ABOUT THIS EXERCISE: For the material below, output exactly the span from the line with "filename src/adapters/file_source.rs" to the line with "let path = path.into();", including both, and nothing besides.

DATA FOR PROCESSING Block Start

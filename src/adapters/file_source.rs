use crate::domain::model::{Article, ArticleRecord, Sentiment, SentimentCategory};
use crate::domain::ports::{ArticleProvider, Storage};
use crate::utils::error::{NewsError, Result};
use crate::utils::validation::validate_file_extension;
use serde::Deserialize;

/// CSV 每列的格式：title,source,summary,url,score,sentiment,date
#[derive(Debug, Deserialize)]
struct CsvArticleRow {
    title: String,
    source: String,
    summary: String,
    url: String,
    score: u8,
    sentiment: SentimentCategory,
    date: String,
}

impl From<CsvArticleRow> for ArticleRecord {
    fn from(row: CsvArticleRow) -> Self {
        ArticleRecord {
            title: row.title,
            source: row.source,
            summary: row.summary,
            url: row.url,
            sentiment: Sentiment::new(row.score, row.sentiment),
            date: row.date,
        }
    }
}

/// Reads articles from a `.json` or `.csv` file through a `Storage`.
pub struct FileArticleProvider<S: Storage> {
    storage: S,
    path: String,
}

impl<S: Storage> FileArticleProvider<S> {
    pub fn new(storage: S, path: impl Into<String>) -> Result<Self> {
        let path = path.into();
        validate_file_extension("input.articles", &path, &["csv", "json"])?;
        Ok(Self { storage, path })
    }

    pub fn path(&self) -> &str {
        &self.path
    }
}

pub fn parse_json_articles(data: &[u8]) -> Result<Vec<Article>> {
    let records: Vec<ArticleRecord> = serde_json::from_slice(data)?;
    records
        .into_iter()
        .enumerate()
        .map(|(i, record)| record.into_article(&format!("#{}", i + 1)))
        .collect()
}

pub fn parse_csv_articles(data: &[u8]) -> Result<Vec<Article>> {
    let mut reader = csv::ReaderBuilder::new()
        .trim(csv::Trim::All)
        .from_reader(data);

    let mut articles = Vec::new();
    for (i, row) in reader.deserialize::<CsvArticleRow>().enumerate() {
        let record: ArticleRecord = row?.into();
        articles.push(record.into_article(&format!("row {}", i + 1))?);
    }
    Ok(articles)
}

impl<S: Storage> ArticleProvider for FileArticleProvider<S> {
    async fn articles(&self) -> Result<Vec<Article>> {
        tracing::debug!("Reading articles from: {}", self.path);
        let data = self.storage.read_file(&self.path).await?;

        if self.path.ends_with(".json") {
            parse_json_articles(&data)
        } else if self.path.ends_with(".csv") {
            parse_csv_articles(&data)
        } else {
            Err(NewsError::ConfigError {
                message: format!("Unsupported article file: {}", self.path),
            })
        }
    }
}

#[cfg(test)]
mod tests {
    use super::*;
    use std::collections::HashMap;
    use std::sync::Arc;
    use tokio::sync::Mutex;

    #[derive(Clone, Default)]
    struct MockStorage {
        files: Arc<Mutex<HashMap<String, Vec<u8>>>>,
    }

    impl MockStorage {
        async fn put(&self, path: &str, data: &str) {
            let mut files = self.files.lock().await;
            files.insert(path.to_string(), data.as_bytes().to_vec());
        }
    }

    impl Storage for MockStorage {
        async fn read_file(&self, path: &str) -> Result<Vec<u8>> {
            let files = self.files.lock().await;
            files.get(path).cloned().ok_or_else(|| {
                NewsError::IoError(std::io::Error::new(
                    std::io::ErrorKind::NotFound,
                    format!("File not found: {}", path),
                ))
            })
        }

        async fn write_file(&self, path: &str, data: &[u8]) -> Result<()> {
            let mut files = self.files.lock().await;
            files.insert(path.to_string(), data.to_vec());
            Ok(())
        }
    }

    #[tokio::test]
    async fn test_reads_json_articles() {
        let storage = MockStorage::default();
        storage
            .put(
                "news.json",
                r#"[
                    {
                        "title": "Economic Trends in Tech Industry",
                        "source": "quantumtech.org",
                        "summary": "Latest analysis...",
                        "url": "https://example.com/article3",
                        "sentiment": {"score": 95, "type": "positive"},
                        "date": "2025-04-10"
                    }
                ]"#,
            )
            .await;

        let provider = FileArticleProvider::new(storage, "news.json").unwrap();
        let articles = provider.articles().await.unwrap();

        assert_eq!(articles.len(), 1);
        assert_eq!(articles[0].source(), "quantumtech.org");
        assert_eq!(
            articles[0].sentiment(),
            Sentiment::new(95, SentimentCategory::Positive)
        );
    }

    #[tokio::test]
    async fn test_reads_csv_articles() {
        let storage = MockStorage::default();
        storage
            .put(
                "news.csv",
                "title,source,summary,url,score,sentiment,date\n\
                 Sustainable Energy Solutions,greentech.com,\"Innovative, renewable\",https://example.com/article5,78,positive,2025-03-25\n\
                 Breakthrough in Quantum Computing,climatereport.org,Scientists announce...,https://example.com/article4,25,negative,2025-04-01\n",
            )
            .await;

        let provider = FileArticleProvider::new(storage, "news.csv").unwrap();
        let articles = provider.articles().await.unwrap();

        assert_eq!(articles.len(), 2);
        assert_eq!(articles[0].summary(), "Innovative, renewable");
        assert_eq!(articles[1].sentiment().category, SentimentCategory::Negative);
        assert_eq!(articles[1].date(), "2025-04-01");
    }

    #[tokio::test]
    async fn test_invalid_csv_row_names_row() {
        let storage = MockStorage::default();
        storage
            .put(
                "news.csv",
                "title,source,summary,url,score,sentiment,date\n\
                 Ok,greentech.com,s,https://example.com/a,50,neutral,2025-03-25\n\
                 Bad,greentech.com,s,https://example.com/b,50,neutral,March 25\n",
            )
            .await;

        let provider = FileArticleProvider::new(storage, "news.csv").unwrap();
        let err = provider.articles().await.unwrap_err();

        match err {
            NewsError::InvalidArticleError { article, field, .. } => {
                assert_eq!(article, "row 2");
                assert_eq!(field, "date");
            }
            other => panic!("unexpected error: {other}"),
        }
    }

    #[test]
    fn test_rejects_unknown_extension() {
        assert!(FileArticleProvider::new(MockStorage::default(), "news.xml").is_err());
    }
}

DATA FOR PROCESSING Block End
DATA FOR PROCESSING Block Start

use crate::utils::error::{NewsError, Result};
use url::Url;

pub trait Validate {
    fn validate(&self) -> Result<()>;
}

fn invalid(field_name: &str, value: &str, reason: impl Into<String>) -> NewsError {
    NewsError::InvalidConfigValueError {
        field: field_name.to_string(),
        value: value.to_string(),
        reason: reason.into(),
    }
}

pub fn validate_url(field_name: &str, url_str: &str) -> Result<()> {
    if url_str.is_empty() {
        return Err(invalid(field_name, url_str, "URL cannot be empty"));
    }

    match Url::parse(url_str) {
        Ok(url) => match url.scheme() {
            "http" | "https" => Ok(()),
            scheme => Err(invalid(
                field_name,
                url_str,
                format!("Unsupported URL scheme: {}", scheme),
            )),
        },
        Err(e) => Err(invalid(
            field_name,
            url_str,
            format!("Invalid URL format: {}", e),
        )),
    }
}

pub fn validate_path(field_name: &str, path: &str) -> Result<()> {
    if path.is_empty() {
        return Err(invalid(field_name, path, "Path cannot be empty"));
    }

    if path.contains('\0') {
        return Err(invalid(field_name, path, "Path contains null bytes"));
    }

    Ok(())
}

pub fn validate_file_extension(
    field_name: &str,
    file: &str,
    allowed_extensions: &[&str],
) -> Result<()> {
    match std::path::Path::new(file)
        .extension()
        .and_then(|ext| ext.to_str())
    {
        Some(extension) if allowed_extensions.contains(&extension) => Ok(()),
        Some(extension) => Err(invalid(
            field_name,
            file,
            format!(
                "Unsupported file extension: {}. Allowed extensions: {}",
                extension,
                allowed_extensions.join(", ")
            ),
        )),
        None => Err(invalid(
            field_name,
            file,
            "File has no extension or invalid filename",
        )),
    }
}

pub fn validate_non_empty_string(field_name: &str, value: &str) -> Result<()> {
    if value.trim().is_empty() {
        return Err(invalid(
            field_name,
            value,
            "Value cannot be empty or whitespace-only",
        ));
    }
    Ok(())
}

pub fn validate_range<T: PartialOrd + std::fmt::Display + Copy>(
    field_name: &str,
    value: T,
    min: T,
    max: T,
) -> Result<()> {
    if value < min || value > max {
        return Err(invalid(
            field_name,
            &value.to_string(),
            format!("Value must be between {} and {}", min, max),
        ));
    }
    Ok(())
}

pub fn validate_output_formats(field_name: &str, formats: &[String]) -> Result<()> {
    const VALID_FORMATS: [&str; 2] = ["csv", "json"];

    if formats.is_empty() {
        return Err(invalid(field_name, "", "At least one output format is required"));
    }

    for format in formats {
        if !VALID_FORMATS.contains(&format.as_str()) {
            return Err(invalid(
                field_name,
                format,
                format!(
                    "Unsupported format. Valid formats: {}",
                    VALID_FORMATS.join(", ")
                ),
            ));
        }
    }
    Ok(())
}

DATA FOR PROCESSING Block End
DATA FOR PROCESSING Block Start

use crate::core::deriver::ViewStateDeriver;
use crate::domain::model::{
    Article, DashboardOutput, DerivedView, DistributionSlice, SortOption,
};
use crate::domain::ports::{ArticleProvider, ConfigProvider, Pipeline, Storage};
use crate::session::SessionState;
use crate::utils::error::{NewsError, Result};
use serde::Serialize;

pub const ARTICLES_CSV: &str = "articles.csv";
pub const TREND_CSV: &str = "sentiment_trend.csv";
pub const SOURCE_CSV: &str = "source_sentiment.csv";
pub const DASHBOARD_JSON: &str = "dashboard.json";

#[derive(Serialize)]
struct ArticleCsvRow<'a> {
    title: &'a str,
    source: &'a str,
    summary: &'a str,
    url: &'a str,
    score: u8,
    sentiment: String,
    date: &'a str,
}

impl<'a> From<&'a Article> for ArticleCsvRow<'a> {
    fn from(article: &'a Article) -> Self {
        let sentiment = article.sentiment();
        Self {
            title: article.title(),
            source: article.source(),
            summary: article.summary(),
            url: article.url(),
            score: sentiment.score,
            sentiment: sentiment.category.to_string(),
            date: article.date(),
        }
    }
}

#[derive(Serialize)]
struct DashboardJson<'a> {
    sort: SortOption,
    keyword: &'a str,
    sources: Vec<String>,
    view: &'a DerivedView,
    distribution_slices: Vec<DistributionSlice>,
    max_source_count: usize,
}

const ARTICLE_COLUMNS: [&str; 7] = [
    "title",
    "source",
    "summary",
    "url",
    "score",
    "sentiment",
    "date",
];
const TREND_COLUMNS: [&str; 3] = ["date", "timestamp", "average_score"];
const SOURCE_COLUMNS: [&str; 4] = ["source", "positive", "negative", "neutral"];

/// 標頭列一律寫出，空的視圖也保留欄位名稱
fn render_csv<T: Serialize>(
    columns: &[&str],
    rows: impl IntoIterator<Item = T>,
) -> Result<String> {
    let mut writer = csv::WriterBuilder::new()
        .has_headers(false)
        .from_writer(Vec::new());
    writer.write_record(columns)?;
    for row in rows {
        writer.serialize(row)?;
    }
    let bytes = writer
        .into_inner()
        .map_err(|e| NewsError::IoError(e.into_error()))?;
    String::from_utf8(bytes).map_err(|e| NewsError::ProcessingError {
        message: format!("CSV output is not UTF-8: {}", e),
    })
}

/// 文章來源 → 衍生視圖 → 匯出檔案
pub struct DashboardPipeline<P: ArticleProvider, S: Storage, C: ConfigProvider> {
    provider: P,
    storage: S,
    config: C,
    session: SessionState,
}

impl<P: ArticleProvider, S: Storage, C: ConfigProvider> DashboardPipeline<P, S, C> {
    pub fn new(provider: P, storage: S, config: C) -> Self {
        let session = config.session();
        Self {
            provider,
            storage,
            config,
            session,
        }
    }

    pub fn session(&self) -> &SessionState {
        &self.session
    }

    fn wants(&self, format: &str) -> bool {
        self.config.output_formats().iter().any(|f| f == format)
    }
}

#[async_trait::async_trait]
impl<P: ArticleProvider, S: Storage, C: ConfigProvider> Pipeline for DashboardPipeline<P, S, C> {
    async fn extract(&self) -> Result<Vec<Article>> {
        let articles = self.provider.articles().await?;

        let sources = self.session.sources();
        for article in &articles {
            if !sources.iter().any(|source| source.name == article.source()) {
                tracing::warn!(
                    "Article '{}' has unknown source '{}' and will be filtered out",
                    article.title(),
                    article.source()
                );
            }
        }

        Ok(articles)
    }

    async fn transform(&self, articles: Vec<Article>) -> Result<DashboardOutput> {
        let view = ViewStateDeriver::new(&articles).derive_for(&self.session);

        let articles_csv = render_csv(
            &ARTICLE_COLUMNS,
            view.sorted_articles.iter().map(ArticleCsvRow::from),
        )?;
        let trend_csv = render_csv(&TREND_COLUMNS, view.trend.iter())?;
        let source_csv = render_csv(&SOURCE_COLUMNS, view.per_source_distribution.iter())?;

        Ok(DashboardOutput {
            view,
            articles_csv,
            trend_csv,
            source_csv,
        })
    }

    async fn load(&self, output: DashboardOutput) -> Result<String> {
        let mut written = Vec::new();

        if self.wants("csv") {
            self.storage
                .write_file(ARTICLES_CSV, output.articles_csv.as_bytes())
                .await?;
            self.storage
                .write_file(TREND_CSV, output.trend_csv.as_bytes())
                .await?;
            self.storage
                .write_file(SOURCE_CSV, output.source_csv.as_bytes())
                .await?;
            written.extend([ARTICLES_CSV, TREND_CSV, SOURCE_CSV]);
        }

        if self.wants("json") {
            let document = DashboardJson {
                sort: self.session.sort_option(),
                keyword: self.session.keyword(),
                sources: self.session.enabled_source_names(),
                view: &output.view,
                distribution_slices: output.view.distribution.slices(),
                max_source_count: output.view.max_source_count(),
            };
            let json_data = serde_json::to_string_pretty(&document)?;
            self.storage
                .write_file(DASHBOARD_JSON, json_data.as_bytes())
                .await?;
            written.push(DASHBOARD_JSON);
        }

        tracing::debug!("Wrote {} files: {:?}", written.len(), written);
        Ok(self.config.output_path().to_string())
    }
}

DATA FOR PROCESSING Block End

SOLUTION FOR THIS TASK:
filename src/adapters/file_source.rs
use crate::domain::model::{Article, ArticleRecord, Sentiment, SentimentCategory};
use crate::domain::ports::{ArticleProvider, Storage};
use crate::utils::error::{NewsError, Result};
use crate::utils::validation::validate_file_extension;
use serde::Deserialize;

/// CSV 每列的格式：title,source,summary,url,score,sentiment,date
#[derive(Debug, Deserialize)]
struct CsvArticleRow {
    title: String,
    source: String,
    summary: String,
    url: String,
    score: u8,
    sentiment: SentimentCategory,
    date: String,
}

impl From<CsvArticleRow> for ArticleRecord {
    fn from(row: CsvArticleRow) -> Self {
        ArticleRecord {
            title: row.title,
            source: row.source,
            summary: row.summary,
            url: row.url,
            sentiment: Sentiment::new(row.score, row.sentiment),
            date: row.date,
        }
    }
}

/// Reads articles from a `.json` or `.csv` file through a `Storage`.
pub struct FileArticleProvider<S: Storage> {
    storage: S,
    path: String,
}

impl<S: Storage> FileArticleProvider<S> {
    pub fn new(storage: S, path: impl Into<String>) -> Result<Self> {
        let path = path.into();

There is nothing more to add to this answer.